By the Court, Davis, P. J.

Two questions are made in this case.

First. That the indecent exposure was not made in a “public place.”

Second. That the relators could not be jointly prosecuted and convicted. As to the first of these questions, we are of opinion that the exhibition made by the six relators, for money, to the five men present and paying therefor, made the room where it occurred a public place within the meaning of the statute, although it was a room in a house of prostitution, and not open to the general public. Any place may be made public by a temporary assemblage, (Bishop on Statutory Crimes, 298;) and this is especially so when the assemblage is gathered to witness an exhibition for hire. It' is obvious, from the evidence in this case, that the room where the acts took place was one used for such purposes, whenever persons could be induced to attend and pay for the same."
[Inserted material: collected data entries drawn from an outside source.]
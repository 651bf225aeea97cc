//! Provider API keys held in secure memory.
//!
//! Uses the `secrecy` crate so keys never show up in logs or `Debug` output.

use std::fmt;

pub use secrecy::{ExposeSecret, SecretString};

/// Default Gemini model for business-data enrichment.
pub const DEFAULT_GEMINI_MODEL: &str = "gemini-2.0-flash";

/// Keys for the optional paid collaborators.
///
/// A missing key leaves its collaborator unset, and the strategy that needs
/// it is recorded as skipped.
#[derive(Clone)]
pub struct ProviderCredentials {
    /// Headless rendering (Apify)
    pub apify_api_token: Option<SecretString>,
    /// Grounded search (Gemini)
    pub gemini_api_key: Option<SecretString>,
    pub gemini_model: String,
    /// Contact directory (Hunter)
    pub hunter_api_key: Option<SecretString>,
}

impl Default for ProviderCredentials {
    fn default() -> Self {
        Self {
            apify_api_token: None,
            gemini_api_key: None,
            gemini_model: DEFAULT_GEMINI_MODEL.to_string(),
            hunter_api_key: None,
        }
    }
}

impl ProviderCredentials {
    /// Load from the environment, reading `.env` first if present.
    ///
    /// `APIFY_API_TOKEN`, `GEMINI_API_KEY`, `GEMINI_MODEL`, `HUNTER_API_KEY`.
    pub fn from_env() -> Self {
        let _ = dotenvy::dotenv();
        Self::from_lookup(|key| std::env::var(key).ok())
    }

    /// Build from an arbitrary key lookup. Blank values count as absent.
    pub fn from_lookup(lookup: impl Fn(&str) -> Option<String>) -> Self {
        let secret = |key: &str| {
            lookup(key)
                .map(|v| v.trim().to_string())
                .filter(|v| !v.is_empty())
                .map(SecretString::from)
        };
        Self {
            apify_api_token: secret("APIFY_API_TOKEN"),
            gemini_api_key: secret("GEMINI_API_KEY"),
            gemini_model: lookup("GEMINI_MODEL")
                .map(|v| v.trim().to_string())
                .filter(|v| !v.is_empty())
                .unwrap_or_else(|| DEFAULT_GEMINI_MODEL.to_string()),
            hunter_api_key: secret("HUNTER_API_KEY"),
        }
    }
}

impl fmt::Debug for ProviderCredentials {
    fn fmt(&self, f: &mut fmt::Formatter<'_>) -> fmt::Result {
        let present = |s: &Option<SecretString>| s.as_ref().map(|_| "[REDACTED]");
        f.debug_struct("ProviderCredentials")
            .field("apify_api_token", &present(&self.apify_api_token))
            .field("gemini_api_key", &present(&self.gemini_api_key))
            .field("gemini_model", &self.gemini_model)
            .field("hunter_api_key", &present(&self.hunter_api_key))
            .finish()
    }
}
//! Time-bounded response cache with an injectable clock.

use std::collections::HashMap;
use std::fmt;
use std::sync::{Arc, PoisonError, RwLock};
use std::time::{Duration, Instant};

/// Source of "now" for anything that expires.
pub trait Clock: Send + Sync + fmt::Debug {
    fn now(&self) -> Instant;
}

/// Wall-clock time.
#[derive(Debug, Clone, Copy, Default)]
pub struct SystemClock;

impl Clock for SystemClock {
    fn now(&self) -> Instant {
        Instant::now()
    }
}

/// A clock that only moves when told to.
#[derive(Debug, Clone)]
pub struct ManualClock {
    origin: Instant,
    offset: Arc<RwLock<Duration>>,
}

impl Default for ManualClock {
    fn default() -> Self {
        Self::new()
    }
}

impl ManualClock {
    pub fn new() -> Self {
        Self {
            origin: Instant::now(),
            offset: Arc::new(RwLock::new(Duration::ZERO)),
        }
    }

    /// Move time forward by `by`. Clones share the same timeline.
    pub fn advance(&self, by: Duration) {
        let mut offset = self.offset.write().unwrap_or_else(PoisonError::into_inner);
        *offset += by;
    }
}

impl Clock for ManualClock {
    fn now(&self) -> Instant {
        self.origin + *self.offset.read().unwrap_or_else(PoisonError::into_inner)
    }
}

struct Entry<V> {
    stored_at: Instant,
    value: V,
}

/// String-keyed cache whose entries expire `ttl` after insertion.
pub struct ResponseCache<V> {
    ttl: Duration,
    clock: Arc<dyn Clock>,
    entries: RwLock<HashMap<String, Entry<V>>>,
}

impl<V: Clone> ResponseCache<V> {
    /// Cache on the system clock.
    pub fn new(ttl: Duration) -> Self {
        Self::with_clock(ttl, Arc::new(SystemClock))
    }

    pub fn with_clock(ttl: Duration, clock: Arc<dyn Clock>) -> Self {
        Self {
            ttl,
            clock,
            entries: RwLock::new(HashMap::new()),
        }
    }

    pub fn ttl(&self) -> Duration {
        self.ttl
    }

    /// Fresh value for `key`, if any.
    pub fn get(&self, key: &str) -> Option<V> {
        let now = self.clock.now();
        let entries = self.entries.read().unwrap_or_else(PoisonError::into_inner);
        entries
            .get(key)
            .filter(|entry| now.saturating_duration_since(entry.stored_at) < self.ttl)
            .map(|entry| entry.value.clone())
    }

    /// Store `value` under `key`, dropping expired entries first.
    pub fn insert(&self, key: impl Into<String>, value: V) {
        let now = self.clock.now();
        let ttl = self.ttl;
        let mut entries = self.entries.write().unwrap_or_else(PoisonError::into_inner);
        entries.retain(|_, entry| now.saturating_duration_since(entry.stored_at) < ttl);
        entries.insert(
            key.into(),
            Entry {
                stored_at: now,
                value,
            },
        );
    }

    /// Drop every expired entry.
    pub fn purge_expired(&self) {
        let now = self.clock.now();
        let ttl = self.ttl;
        self.entries
            .write()
            .unwrap_or_else(PoisonError::into_inner)
            .retain(|_, entry| now.saturating_duration_since(entry.stored_at) < ttl);
    }

    /// Number of stored entries, expired or not.
    pub fn len(&self) -> usize {
        self.entries
            .read()
            .unwrap_or_else(PoisonError::into_inner)
            .len()
    }

    pub fn is_empty(&self) -> bool {
        self.len() == 0
    }
}

impl<V> fmt::Debug for ResponseCache<V> {
    fn fmt(&self, f: &mut fmt::Formatter<'_>) -> fmt::Result {
        f.debug_struct("ResponseCache")
            .field("ttl", &self.ttl)
            .field("clock", &self.clock)
            .finish_non_exhaustive()
    }
}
As to the second point. The offence was a misdemeanor committed by all the relators, at the same time, each aiding and abetting every other, and all joining to make the exposure indescribably indecent. We think it was a joint offence ; and we see no reason why the offence of indecent exposure, under the statute, may not be jointly committed, where several persons agree in concert to do the acts which constitute the crime, for the purpose of making a common exhibition. It has been so held in this class of cases, by the English courts.(Rex v. Ochard, 3 Cox, 248. Rex v. Harris, 11 id., 659.) The proceedings should be affirmed and the writ dismissed, (a)

Judgment accordingly.

Davis, Brady and Daniels, Justices.]

S. C., reported very briefly, 4 Hun, 636,.